## EXERCISE BRIEF
Pull from the data below each line where the word "Option" occurs, and copy it.

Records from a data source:
+ + + + +
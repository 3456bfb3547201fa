//! HTTP adapter.
//!
//! Exposes ingestion, search and token accounting as a small JSON API for
//! the storefront chat backend.
//!
//! # Endpoints
//!
//! | Method | Path | Description |
//! |--------|------|-------------|
//! | `GET`  | `/health` | Health check (returns version) |
//! | `PUT`  | `/tenants/{tenant_id}` | Register a tenant, `{"display_name": "..."}` |
//! | `POST` | `/tenants/{tenant_id}/catalog` | Ingest a CSV export (raw request body) |
//! | `POST` | `/tenants/{tenant_id}/search` | `{"query": "...", "limit": 3}` |
//! | `POST` | `/tenants/{tenant_id}/usage` | `{"tokens": 120}` |
//!
//! # Error Contract
//!
//! ```json
//! { "error": { "code": "validation", "message": "invalid catalog file: ..." } }
//! ```
//!
//! Error codes: `validation` (400), `bad_request` (400),
//! `payload_too_large` (413), `persistence` (500), `embedding` (502),
//! `vector_index` (503), `internal` (500).
//!
//! Catalog uploads are capped by `[server].max_upload_bytes`; the other
//! routes keep axum's default body limit.
//!
//! A search with no hits is not an error: it returns 200 with an empty
//! `results` array and a `message`.

use axum::{
    body::Bytes,
    extract::{
        rejection::{BytesRejection, JsonRejection},
        DefaultBodyLimit, Path, State,
    },
    http::StatusCode,
    response::{IntoResponse, Response},
    routing::{get, post, put},
    Json, Router,
};
use serde::{Deserialize, Serialize};
use std::sync::Arc;
use tower_http::cors::{Any, CorsLayer};
use tracing::{error, info};

use storefront_catalog_core::error::{IngestError, RetrievalError};
use storefront_catalog_core::ingest::IngestReport;

use crate::catalog::Catalog;
use crate::search::SearchResponse;

#[derive(Clone)]
pub struct AppState {
    catalog: Arc<Catalog>,
}

impl AppState {
    pub fn new(catalog: Arc<Catalog>) -> Self {
        Self { catalog }
    }
}

/// Build the router with open CORS. Exposed for in-process testing.
pub fn router(state: AppState) -> Router {
    let cors = CorsLayer::new()
        .allow_origin(Any)
        .allow_methods(Any)
        .allow_headers(Any);
    let upload_limit = state.catalog.config().server.max_upload_bytes;

    Router::new()
        .route("/health", get(handle_health))
        .route("/tenants/{tenant_id}", put(handle_register))
        .route(
            "/tenants/{tenant_id}/catalog",
            post(handle_ingest).layer(DefaultBodyLimit::max(upload_limit)),
        )
        .route("/tenants/{tenant_id}/search", post(handle_search))
        .route("/tenants/{tenant_id}/usage", post(handle_usage))
        .layer(cors)
        .with_state(state)
}

/// Serve on `[server].bind` until the process is terminated.
pub async fn run_server(catalog: Catalog) -> anyhow::Result<()> {
    let bind_addr = catalog.config().server.bind.clone();
    let app = router(AppState::new(Arc::new(catalog)));

    let listener = tokio::net::TcpListener::bind(&bind_addr).await?;
    info!(addr = %bind_addr, "catalog server listening");
    axum::serve(listener, app).await?;

    Ok(())
}

// ============ Error response ============

#[derive(Serialize)]
struct ErrorBody {
    error: ErrorDetail,
}

#[derive(Serialize)]
struct ErrorDetail {
    code: String,
    message: String,
}

struct AppError {
    status: StatusCode,
    code: &'static str,
    message: String,
}

impl AppError {
    fn new(status: StatusCode, code: &'static str, message: impl Into<String>) -> Self {
        Self {
            status,
            code,
            message: message.into(),
        }
    }
}

impl IntoResponse for AppError {
    fn into_response(self) -> Response {
        if self.status.is_server_error() {
            error!(code = self.code, message = %self.message, "request failed");
        }
        let body = ErrorBody {
            error: ErrorDetail {
                code: self.code.to_string(),
                message: self.message,
            },
        };
        (self.status, Json(body)).into_response()
    }
}

fn bad_request(message: impl Into<String>) -> AppError {
    AppError::new(StatusCode::BAD_REQUEST, "bad_request", message)
}

fn status_for_code(code: &str) -> StatusCode {
    match code {
        "validation" => StatusCode::BAD_REQUEST,
        "embedding" => StatusCode::BAD_GATEWAY,
        "vector_index" => StatusCode::SERVICE_UNAVAILABLE,
        _ => StatusCode::INTERNAL_SERVER_ERROR,
    }
}

impl From<IngestError> for AppError {
    fn from(err: IngestError) -> Self {
        let code = err.code();
        AppError::new(status_for_code(code), code, err.to_string())
    }
}

impl From<RetrievalError> for AppError {
    fn from(err: RetrievalError) -> Self {
        let code = err.code();
        AppError::new(status_for_code(code), code, err.to_string())
    }
}

impl From<anyhow::Error> for AppError {
    fn from(err: anyhow::Error) -> Self {
        AppError::new(StatusCode::INTERNAL_SERVER_ERROR, "internal", format!("{:#}", err))
    }
}

impl From<JsonRejection> for AppError {
    fn from(rejection: JsonRejection) -> Self {
        bad_request(rejection.body_text())
    }
}

impl From<BytesRejection> for AppError {
    fn from(rejection: BytesRejection) -> Self {
        let status = rejection.status();
        let code = if status == StatusCode::PAYLOAD_TOO_LARGE {
            "payload_too_large"
        } else {
            "bad_request"
        };
        AppError::new(status, code, rejection.body_text())
    }
}

// ============ GET /health ============

#[derive(Serialize)]
struct HealthResponse {
    status: String,
    version: String,
}

async fn handle_health() -> Json<HealthResponse> {
    Json(HealthResponse {
        status: "ok".to_string(),
        version: env!("CARGO_PKG_VERSION").to_string(),
    })
}

// ============ PUT /tenants/{tenant_id} ============

#[derive(Deserialize)]
struct RegisterRequest {
    #[serde(default)]
    display_name: Option<String>,
}

#[derive(Serialize)]
struct RegisterResponse {
    tenant_id: String,
    created: bool,
}

async fn handle_register(
    State(state): State<AppState>,
    Path(tenant_id): Path<String>,
    request: Result<Json<RegisterRequest>, JsonRejection>,
) -> Result<Json<RegisterResponse>, AppError> {
    let Json(request) = request?;
    let display_name = request
        .display_name
        .as_deref()
        .map(str::trim)
        .filter(|name| !name.is_empty());
    let created = state
        .catalog
        .register_tenant(&tenant_id, display_name)
        .await?;
    Ok(Json(RegisterResponse { tenant_id, created }))
}

// ============ POST /tenants/{tenant_id}/catalog ============

async fn handle_ingest(
    State(state): State<AppState>,
    Path(tenant_id): Path<String>,
    body: Result<Bytes, BytesRejection>,
) -> Result<Json<IngestReport>, AppError> {
    let body = body?;
    if body.is_empty() {
        return Err(bad_request("request body must contain a CSV file"));
    }
    let report = state.catalog.ingest_csv(&tenant_id, &body).await?;
    Ok(Json(report))
}

// ============ POST /tenants/{tenant_id}/search ============

#[derive(Deserialize)]
struct SearchRequest {
    query: String,
    #[serde(default)]
    limit: Option<usize>,
}

async fn handle_search(
    State(state): State<AppState>,
    Path(tenant_id): Path<String>,
    request: Result<Json<SearchRequest>, JsonRejection>,
) -> Result<Json<SearchResponse>, AppError> {
    let Json(request) = request?;
    if request.query.trim().is_empty() {
        return Err(bad_request("query must not be empty"));
    }
    let outcome = state
        .catalog
        .search(&tenant_id, &request.query, request.limit)
        .await?;
    Ok(Json(SearchResponse::from(outcome)))
}

// ============ POST /tenants/{tenant_id}/usage ============

#[derive(Deserialize)]
struct UsageRequest {
    tokens: i64,
}

#[derive(Serialize)]
struct UsageResponse {
    tenant_id: String,
    tokens_used: i64,
}

async fn handle_usage(
    State(state): State<AppState>,
    Path(tenant_id): Path<String>,
    request: Result<Json<UsageRequest>, JsonRejection>,
) -> Result<Json<UsageResponse>, AppError> {
    let Json(request) = request?;
    if request.tokens < 0 {
        return Err(bad_request("tokens must not be negative"));
    }
    let tokens_used = state
        .catalog
        .record_usage(&tenant_id, request.tokens)
        .await?;
    Ok(Json(UsageResponse {
        tenant_id,
        tokens_used,
    }))
}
+ + + + +
## ANSWER SPACE
    display_name: Option<String>,
    limit: Option<usize>,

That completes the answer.